• **PROBLEM TO SOLVE**
Where does "hypotheses" occur in the listing? Copy every line that holds it.
┌──
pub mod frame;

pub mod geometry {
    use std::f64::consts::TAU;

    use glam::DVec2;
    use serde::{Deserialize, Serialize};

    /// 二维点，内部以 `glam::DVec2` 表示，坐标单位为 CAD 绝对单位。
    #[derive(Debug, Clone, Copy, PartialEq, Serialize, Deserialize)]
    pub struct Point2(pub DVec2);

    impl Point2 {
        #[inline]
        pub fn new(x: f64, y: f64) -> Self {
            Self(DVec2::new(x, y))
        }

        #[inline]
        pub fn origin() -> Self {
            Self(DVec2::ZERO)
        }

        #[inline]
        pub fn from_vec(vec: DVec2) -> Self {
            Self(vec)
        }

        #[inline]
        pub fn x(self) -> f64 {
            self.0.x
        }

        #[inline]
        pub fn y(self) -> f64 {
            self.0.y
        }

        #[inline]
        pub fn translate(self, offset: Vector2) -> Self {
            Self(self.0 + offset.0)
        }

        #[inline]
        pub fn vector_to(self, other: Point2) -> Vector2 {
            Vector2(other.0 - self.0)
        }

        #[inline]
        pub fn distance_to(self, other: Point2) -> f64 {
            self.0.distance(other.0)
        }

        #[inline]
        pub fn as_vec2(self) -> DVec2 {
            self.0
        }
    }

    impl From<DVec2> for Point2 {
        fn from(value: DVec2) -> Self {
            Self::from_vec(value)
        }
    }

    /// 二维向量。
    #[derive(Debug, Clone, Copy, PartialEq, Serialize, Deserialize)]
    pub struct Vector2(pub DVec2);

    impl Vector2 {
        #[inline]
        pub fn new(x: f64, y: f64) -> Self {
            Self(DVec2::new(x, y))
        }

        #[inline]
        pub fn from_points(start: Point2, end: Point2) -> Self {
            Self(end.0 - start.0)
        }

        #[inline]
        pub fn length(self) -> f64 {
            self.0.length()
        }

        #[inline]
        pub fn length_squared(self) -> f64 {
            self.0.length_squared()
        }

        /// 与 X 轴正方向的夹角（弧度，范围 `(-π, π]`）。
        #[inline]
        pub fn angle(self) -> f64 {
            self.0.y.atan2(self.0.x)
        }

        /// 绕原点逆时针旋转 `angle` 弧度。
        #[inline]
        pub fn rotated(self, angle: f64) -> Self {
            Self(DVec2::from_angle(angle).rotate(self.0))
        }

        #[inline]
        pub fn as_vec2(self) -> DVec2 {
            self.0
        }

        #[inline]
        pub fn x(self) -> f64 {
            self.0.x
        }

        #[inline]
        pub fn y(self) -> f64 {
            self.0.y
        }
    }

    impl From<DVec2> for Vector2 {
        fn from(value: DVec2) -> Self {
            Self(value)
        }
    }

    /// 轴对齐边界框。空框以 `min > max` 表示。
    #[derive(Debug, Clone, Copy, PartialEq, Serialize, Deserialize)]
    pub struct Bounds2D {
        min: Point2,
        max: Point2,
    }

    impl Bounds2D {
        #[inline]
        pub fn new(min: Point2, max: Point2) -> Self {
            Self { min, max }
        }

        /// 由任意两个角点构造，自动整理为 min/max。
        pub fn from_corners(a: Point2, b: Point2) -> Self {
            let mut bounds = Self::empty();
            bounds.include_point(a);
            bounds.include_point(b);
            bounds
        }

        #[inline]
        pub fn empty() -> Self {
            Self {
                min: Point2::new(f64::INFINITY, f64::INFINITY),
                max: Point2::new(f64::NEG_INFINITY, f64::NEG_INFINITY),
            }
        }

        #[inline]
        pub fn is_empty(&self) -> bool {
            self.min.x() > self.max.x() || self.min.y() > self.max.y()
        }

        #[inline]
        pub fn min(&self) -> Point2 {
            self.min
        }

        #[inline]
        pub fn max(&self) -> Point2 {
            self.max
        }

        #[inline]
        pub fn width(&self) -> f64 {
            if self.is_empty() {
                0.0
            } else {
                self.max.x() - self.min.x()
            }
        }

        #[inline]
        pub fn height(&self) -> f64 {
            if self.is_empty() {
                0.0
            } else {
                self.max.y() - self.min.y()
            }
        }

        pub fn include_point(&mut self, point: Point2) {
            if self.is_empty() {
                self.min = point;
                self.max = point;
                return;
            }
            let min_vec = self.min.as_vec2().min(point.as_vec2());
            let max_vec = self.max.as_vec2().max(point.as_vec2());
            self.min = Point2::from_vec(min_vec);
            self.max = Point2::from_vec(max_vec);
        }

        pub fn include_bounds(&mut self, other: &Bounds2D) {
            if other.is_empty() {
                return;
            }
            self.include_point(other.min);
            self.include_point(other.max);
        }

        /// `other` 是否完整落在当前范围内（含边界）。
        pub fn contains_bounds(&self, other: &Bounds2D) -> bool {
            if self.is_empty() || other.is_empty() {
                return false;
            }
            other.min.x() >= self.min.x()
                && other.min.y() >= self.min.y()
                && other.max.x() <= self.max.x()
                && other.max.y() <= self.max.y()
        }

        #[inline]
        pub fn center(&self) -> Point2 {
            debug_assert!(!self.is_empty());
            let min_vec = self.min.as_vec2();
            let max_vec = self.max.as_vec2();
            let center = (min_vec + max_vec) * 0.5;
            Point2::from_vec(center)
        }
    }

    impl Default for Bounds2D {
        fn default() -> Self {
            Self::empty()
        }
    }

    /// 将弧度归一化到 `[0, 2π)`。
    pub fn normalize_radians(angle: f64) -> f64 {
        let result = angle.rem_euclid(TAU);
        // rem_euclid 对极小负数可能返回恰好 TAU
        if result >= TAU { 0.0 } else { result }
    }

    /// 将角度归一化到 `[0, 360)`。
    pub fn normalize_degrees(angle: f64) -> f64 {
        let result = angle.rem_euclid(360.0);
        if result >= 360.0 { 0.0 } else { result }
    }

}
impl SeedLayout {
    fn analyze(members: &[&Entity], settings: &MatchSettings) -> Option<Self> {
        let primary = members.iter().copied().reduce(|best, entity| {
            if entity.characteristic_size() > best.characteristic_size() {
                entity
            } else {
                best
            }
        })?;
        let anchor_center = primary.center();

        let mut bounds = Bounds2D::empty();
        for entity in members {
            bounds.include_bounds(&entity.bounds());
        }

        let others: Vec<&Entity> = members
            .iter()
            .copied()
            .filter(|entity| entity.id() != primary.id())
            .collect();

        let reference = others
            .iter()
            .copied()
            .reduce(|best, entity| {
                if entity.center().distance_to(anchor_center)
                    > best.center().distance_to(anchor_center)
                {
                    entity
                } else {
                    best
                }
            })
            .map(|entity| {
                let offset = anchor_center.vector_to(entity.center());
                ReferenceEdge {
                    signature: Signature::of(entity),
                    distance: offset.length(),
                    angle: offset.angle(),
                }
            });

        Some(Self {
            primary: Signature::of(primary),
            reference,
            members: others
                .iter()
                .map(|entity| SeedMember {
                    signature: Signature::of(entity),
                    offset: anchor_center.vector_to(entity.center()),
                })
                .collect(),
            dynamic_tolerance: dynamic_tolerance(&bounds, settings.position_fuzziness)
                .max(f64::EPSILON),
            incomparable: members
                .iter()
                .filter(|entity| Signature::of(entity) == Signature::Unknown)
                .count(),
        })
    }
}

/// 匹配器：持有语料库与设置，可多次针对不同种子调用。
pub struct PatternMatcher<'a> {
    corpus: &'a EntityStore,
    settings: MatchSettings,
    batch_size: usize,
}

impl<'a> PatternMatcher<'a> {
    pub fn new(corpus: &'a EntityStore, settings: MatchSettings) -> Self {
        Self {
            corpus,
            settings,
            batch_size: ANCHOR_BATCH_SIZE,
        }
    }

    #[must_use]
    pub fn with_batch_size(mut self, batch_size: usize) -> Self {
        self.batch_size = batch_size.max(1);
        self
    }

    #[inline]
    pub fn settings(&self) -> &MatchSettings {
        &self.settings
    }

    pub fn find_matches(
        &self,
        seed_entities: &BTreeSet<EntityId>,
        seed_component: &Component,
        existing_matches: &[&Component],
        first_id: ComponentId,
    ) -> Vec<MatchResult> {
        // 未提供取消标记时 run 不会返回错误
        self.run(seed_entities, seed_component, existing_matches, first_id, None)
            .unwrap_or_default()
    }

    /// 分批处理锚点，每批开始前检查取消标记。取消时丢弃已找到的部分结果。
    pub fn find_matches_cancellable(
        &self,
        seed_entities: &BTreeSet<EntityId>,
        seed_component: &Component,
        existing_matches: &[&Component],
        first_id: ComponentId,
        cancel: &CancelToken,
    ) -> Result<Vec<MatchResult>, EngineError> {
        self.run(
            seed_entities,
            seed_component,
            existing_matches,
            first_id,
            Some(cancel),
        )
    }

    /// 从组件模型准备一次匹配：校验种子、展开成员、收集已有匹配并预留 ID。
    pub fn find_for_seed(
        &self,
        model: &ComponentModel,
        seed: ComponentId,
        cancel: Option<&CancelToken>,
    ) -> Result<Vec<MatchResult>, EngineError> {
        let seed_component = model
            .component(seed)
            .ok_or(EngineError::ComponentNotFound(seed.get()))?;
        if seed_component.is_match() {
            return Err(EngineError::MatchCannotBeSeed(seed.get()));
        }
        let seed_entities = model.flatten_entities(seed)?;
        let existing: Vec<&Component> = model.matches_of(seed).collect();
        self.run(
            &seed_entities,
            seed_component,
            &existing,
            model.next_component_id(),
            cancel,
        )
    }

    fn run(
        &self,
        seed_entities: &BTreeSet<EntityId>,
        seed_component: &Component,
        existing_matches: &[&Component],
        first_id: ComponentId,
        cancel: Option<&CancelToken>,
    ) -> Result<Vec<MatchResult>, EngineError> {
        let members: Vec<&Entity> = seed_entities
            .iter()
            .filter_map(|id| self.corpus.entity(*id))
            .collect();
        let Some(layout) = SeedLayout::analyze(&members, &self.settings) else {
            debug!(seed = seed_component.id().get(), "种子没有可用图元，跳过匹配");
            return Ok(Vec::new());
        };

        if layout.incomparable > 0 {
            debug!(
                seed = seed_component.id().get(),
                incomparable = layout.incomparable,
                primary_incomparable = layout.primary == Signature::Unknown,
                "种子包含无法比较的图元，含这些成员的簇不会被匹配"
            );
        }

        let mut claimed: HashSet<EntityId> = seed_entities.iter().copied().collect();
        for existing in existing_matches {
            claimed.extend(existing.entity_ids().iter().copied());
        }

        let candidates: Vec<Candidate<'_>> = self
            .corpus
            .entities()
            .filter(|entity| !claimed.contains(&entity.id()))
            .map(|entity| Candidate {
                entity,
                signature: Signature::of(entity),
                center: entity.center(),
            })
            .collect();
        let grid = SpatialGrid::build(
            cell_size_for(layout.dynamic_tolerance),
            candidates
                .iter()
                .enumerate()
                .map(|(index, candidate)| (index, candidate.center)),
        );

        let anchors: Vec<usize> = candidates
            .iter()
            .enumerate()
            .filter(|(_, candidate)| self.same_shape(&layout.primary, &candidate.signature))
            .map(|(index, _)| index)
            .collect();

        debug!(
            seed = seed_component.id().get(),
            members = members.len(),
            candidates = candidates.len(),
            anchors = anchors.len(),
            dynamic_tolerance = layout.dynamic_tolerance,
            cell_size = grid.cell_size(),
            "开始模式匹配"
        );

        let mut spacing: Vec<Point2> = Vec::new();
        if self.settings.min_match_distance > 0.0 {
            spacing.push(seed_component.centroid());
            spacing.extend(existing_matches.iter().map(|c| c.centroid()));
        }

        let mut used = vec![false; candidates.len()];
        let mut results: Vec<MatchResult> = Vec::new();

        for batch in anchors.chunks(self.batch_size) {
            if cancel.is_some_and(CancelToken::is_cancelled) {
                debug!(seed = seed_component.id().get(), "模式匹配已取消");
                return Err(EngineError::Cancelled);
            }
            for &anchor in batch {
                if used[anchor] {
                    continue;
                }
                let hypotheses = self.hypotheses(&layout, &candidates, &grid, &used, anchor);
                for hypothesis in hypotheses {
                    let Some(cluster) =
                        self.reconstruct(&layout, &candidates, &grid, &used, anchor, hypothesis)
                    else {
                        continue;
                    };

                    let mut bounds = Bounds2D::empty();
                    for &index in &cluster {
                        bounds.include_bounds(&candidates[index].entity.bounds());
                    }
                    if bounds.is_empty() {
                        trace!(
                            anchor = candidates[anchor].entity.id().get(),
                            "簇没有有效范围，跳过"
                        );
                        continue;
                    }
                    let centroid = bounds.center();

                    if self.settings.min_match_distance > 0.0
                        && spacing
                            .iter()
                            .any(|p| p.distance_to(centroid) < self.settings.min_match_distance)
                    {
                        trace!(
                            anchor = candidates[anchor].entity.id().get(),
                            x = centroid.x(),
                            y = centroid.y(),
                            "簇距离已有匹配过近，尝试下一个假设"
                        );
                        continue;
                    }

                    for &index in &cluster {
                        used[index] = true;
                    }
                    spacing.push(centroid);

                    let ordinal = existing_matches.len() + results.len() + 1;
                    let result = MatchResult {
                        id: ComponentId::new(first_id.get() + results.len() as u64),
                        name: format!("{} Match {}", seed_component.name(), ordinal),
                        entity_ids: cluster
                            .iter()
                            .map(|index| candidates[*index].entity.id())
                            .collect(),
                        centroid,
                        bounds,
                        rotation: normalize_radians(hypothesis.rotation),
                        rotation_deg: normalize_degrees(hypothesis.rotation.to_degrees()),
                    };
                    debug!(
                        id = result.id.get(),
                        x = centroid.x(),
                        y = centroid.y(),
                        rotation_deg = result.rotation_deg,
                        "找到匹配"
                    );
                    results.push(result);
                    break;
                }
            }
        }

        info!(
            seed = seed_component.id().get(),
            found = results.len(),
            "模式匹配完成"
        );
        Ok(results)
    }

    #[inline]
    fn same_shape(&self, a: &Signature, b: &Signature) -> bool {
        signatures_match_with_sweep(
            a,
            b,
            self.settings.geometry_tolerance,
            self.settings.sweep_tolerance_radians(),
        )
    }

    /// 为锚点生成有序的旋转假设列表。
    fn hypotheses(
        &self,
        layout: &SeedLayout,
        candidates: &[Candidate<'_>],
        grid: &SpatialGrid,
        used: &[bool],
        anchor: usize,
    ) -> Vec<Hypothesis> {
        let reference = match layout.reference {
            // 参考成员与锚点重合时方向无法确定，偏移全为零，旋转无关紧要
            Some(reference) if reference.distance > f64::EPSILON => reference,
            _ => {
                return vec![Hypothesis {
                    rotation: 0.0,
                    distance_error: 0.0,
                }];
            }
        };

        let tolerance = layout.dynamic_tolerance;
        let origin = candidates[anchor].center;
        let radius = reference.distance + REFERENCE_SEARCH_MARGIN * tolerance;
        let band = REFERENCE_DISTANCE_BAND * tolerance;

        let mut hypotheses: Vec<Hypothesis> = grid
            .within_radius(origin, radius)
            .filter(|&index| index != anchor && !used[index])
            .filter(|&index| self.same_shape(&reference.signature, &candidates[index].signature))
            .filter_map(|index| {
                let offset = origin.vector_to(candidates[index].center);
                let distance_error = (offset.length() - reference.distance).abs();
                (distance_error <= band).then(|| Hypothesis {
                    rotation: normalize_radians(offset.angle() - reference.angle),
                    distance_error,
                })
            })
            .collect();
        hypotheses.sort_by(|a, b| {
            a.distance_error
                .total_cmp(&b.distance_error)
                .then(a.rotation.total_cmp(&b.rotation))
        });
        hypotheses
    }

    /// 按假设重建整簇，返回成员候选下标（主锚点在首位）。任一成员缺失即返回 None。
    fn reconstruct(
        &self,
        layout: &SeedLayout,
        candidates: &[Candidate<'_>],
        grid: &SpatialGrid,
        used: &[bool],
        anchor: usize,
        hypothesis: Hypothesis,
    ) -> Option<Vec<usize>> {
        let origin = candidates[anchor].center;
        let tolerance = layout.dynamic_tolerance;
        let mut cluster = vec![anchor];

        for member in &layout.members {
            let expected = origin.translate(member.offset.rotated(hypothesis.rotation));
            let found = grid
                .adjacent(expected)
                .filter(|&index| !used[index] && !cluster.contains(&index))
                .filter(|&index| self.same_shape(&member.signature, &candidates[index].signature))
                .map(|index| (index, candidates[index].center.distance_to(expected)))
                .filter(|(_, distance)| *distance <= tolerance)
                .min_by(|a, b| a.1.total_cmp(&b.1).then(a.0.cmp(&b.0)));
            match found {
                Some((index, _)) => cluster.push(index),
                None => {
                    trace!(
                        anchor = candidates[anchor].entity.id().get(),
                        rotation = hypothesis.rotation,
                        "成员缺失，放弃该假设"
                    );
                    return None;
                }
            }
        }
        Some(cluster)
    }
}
└──
• **EXERCISE OUTPUT**
                let hypotheses = self.hypotheses(&layout, &candidates, &grid, &used, anchor);
                for hypothesis in hypotheses {
    fn hypotheses(
        let mut hypotheses: Vec<Hypothesis> = grid
        hypotheses.sort_by(|a, b| {
        hypotheses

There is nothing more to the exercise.